[Exercise prompt]
Output the data below line for line, exactly, up to and including the line where "impl Unit for Accounts" appears.

[Input for this task]
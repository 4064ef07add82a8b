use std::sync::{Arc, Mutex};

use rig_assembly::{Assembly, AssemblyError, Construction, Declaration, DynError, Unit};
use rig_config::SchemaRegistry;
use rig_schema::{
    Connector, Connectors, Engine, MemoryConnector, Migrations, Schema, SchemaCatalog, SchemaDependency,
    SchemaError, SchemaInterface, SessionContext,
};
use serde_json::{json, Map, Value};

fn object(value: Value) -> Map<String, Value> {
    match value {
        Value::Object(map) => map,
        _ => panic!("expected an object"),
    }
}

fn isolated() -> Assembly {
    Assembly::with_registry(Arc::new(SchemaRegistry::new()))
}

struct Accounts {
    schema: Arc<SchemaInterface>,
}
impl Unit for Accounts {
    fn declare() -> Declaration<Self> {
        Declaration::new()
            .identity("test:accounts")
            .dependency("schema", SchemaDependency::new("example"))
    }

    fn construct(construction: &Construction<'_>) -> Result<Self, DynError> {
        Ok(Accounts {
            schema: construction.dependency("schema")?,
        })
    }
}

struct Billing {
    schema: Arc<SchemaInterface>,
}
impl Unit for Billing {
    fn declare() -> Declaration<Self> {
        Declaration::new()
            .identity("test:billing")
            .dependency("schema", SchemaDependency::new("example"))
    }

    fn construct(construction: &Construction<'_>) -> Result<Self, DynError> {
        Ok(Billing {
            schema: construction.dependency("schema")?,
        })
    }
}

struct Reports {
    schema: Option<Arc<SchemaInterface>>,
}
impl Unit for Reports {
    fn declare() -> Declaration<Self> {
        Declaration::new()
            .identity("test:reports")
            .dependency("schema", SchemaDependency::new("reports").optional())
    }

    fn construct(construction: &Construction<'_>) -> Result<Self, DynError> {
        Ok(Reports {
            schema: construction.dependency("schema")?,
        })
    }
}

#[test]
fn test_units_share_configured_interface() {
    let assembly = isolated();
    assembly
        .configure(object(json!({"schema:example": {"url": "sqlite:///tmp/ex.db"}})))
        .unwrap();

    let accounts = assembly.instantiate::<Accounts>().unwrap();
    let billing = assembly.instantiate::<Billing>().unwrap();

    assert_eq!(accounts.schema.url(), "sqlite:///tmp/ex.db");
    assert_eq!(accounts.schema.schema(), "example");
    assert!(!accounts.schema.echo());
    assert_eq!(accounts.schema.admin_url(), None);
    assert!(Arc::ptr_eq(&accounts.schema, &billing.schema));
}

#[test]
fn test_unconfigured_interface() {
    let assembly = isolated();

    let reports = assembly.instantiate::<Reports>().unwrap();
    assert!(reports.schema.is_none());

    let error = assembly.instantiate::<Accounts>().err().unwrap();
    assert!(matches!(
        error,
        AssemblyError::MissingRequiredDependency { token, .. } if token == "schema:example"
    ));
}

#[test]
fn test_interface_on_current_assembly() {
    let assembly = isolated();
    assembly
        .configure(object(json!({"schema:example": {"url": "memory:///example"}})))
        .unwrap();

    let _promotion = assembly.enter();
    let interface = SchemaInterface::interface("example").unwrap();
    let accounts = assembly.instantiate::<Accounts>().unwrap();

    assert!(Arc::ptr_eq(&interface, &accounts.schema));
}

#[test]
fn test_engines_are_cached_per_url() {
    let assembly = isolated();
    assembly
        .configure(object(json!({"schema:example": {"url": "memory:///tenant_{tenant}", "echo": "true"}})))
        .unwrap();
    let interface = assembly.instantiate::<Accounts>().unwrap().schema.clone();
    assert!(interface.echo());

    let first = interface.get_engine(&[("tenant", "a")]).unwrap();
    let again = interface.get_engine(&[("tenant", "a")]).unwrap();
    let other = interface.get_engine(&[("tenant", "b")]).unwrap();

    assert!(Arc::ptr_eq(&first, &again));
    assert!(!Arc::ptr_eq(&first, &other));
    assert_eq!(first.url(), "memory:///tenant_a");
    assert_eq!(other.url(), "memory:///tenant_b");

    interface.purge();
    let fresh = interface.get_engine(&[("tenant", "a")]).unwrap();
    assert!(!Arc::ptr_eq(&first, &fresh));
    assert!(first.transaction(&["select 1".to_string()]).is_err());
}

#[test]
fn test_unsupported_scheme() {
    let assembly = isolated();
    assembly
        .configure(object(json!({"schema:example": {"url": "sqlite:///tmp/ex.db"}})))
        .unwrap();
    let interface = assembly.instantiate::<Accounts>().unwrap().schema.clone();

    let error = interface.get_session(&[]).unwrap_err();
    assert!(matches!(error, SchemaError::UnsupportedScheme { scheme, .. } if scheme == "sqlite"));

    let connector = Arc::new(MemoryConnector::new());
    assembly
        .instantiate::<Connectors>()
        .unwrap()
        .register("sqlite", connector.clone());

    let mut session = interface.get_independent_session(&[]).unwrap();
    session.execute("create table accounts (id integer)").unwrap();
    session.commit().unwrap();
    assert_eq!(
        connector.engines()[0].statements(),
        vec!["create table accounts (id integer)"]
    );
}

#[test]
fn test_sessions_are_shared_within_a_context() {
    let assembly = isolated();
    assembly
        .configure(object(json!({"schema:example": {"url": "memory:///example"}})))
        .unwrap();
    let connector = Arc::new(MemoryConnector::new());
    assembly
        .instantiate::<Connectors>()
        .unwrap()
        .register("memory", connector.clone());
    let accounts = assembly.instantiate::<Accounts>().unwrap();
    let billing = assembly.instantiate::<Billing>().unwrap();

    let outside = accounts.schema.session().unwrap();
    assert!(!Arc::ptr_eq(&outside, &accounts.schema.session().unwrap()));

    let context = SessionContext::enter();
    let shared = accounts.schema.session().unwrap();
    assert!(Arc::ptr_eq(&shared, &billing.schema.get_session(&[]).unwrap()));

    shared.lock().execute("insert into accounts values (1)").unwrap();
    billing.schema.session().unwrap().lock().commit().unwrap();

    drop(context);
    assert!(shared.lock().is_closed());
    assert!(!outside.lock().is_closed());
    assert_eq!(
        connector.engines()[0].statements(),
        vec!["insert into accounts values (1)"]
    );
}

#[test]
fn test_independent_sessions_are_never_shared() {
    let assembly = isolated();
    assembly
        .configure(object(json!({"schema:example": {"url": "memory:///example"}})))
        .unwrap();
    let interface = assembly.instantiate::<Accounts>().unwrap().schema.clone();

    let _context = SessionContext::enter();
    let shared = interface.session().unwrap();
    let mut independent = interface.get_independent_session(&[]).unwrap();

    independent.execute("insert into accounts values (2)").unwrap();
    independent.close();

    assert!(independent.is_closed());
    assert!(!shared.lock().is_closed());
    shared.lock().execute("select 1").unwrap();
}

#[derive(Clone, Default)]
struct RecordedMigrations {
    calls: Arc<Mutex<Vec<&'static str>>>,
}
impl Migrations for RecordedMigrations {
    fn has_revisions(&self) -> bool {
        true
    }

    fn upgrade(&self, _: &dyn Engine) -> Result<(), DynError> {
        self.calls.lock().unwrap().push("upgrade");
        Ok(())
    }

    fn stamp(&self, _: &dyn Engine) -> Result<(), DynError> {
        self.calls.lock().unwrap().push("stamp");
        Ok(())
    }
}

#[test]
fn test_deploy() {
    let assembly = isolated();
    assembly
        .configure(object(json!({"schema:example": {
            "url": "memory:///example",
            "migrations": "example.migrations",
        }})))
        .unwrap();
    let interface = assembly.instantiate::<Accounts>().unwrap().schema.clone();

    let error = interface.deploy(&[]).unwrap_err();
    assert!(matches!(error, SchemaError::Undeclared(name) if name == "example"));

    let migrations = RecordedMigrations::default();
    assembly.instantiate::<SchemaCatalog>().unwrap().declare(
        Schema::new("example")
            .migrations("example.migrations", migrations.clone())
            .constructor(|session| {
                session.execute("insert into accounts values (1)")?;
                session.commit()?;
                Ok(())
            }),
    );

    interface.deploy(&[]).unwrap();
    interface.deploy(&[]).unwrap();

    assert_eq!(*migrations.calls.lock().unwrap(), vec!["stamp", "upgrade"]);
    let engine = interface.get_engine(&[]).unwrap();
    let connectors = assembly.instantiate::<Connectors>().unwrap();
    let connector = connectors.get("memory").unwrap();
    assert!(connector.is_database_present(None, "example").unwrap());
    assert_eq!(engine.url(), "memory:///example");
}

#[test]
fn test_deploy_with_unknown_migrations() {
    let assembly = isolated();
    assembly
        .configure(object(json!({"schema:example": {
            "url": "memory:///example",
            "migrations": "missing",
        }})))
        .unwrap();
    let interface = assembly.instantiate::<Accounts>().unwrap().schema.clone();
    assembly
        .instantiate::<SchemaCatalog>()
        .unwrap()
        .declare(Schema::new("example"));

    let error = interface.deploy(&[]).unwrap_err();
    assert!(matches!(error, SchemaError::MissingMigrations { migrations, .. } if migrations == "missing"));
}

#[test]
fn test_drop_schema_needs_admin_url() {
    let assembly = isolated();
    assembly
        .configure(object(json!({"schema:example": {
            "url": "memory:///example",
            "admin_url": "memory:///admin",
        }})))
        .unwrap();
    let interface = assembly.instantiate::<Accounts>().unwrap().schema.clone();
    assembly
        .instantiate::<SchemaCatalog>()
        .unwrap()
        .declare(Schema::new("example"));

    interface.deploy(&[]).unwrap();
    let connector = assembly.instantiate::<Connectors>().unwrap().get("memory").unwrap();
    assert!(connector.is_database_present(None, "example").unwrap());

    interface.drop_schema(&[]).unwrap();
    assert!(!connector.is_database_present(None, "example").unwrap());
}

[Your response]
repository 4064ef07add82a8b
use std::sync::{Arc, Mutex};

use rig_assembly::{Assembly, AssemblyError, Construction, Declaration, DynError, Unit};
use rig_config::SchemaRegistry;
use rig_schema::{
    Connector, Connectors, Engine, MemoryConnector, Migrations, Schema, SchemaCatalog, SchemaDependency,
    SchemaError, SchemaInterface, SessionContext,
};
use serde_json::{json, Map, Value};

fn object(value: Value) -> Map<String, Value> {
    match value {
        Value::Object(map) => map,
        _ => panic!("expected an object"),
    }
}

fn isolated() -> Assembly {
    Assembly::with_registry(Arc::new(SchemaRegistry::new()))
}

struct Accounts {
    schema: Arc<SchemaInterface>,
}
impl Unit for Accounts {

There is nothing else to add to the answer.